**Data provided:**
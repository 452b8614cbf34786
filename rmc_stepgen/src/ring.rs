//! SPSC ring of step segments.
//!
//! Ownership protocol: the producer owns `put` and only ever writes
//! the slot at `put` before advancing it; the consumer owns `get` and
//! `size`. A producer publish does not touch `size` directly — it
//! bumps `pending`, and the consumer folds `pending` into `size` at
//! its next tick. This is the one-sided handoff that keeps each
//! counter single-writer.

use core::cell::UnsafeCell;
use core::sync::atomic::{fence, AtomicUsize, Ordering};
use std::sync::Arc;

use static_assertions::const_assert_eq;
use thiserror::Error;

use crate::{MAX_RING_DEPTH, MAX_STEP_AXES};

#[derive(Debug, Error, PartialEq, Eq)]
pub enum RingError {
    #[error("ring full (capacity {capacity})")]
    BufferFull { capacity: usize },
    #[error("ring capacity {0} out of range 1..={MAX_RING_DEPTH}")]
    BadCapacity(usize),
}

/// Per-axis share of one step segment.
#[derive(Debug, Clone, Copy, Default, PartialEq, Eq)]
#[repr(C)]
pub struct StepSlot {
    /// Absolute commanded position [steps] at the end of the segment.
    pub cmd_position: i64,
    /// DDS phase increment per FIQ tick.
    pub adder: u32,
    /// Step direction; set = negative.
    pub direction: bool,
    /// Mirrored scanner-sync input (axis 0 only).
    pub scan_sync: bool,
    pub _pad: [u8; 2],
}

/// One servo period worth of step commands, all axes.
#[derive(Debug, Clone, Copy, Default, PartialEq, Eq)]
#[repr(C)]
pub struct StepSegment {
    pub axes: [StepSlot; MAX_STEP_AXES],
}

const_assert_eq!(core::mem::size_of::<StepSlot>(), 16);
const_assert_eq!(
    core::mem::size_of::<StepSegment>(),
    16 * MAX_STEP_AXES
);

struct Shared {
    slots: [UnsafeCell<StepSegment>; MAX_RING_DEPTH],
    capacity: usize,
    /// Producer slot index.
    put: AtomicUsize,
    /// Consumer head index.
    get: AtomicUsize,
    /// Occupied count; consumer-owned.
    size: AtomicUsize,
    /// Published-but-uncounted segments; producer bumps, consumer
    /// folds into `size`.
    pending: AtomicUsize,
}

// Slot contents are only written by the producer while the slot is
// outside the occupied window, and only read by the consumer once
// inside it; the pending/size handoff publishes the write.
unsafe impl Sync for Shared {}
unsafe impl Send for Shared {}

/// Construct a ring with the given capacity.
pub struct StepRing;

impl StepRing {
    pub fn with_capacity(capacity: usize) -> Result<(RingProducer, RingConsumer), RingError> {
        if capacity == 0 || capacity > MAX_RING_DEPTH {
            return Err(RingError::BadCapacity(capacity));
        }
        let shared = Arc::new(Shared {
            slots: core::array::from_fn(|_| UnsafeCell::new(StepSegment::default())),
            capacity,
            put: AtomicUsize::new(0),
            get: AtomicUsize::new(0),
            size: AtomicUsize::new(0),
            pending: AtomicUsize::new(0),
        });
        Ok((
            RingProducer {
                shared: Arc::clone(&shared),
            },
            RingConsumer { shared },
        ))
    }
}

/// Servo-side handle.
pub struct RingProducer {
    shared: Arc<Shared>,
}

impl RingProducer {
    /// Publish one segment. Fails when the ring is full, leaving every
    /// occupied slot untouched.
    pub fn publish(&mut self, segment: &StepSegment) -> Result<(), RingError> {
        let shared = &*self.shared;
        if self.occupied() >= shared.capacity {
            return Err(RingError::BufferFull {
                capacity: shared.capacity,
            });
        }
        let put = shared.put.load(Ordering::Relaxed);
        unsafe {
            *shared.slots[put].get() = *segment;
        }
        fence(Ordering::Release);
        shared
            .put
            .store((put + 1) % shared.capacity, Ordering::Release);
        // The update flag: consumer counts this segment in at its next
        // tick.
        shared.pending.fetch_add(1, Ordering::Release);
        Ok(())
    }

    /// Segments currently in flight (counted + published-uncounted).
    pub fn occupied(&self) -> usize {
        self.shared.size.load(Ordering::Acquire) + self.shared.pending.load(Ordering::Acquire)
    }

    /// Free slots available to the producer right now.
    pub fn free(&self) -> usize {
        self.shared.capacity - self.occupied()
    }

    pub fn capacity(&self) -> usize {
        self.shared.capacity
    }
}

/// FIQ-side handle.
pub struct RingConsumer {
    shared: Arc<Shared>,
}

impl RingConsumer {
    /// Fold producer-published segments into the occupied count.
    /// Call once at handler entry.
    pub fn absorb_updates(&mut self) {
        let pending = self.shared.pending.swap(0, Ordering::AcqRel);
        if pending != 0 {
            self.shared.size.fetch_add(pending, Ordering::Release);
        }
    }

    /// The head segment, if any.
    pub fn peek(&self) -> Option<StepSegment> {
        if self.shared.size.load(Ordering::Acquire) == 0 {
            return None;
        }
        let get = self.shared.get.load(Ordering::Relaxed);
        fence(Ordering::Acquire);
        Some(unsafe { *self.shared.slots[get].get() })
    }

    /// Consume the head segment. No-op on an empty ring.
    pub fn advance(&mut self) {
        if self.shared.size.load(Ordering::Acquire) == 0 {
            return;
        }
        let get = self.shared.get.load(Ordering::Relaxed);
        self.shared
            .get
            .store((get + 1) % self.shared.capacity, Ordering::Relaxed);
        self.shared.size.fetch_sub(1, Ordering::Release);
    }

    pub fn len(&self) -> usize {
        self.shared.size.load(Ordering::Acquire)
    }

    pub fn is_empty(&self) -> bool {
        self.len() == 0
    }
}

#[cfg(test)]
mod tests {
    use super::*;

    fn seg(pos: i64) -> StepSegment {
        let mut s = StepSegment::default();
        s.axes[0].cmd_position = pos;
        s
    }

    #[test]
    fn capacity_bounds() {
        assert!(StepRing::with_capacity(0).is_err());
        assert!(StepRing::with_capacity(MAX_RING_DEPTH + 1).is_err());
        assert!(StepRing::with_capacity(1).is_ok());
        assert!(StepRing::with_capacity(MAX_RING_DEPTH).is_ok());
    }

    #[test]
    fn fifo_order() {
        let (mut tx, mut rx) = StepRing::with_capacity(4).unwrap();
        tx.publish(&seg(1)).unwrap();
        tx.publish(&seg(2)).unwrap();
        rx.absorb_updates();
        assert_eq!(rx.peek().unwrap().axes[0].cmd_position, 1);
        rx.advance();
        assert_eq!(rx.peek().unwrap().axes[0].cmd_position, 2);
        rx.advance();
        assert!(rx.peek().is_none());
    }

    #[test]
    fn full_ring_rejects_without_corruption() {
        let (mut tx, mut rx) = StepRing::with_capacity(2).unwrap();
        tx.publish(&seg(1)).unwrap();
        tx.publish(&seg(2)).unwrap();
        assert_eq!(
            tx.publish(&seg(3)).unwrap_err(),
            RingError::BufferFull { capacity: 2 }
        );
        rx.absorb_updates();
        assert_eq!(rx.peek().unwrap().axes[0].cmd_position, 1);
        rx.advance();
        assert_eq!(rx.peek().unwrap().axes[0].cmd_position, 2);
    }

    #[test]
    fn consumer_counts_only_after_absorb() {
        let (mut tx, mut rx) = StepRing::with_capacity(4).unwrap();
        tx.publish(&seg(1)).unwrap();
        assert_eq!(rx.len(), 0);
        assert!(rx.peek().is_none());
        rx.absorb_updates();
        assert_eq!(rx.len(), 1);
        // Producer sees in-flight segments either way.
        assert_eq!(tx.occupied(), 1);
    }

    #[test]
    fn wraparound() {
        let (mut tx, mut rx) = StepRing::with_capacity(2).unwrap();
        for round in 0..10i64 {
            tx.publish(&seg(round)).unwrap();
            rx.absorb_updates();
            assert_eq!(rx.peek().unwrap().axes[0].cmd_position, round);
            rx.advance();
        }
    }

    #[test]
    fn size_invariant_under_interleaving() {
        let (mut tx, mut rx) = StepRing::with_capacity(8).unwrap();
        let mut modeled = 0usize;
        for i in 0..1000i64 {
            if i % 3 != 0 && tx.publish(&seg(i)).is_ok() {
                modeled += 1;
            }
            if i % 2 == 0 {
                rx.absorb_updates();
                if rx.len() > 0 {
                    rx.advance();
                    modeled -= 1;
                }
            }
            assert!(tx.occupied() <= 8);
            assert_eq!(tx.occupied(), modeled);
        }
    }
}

**What to do:** Could you output, exactly and with nothing else, the lines from the start of the records through the line containing "(axis 0 only)."?

**Your solution:**
repository 452b8614cbf34786
filename rmc_stepgen/src/ring.rs
//! SPSC ring of step segments.
//!
//! Ownership protocol: the producer owns `put` and only ever writes
//! the slot at `put` before advancing it; the consumer owns `get` and
//! `size`. A producer publish does not touch `size` directly — it
//! bumps `pending`, and the consumer folds `pending` into `size` at
//! its next tick. This is the one-sided handoff that keeps each
//! counter single-writer.

use core::cell::UnsafeCell;
use core::sync::atomic::{fence, AtomicUsize, Ordering};
use std::sync::Arc;

use static_assertions::const_assert_eq;
use thiserror::Error;

use crate::{MAX_RING_DEPTH, MAX_STEP_AXES};

#[derive(Debug, Error, PartialEq, Eq)]
pub enum RingError {
    #[error("ring full (capacity {capacity})")]
    BufferFull { capacity: usize },
    #[error("ring capacity {0} out of range 1..={MAX_RING_DEPTH}")]
    BadCapacity(usize),
}

/// Per-axis share of one step segment.
#[derive(Debug, Clone, Copy, Default, PartialEq, Eq)]
#[repr(C)]
pub struct StepSlot {
    /// Absolute commanded position [steps] at the end of the segment.
    pub cmd_position: i64,
    /// DDS phase increment per FIQ tick.
    pub adder: u32,
    /// Step direction; set = negative.
    pub direction: bool,
    /// Mirrored scanner-sync input (axis 0 only).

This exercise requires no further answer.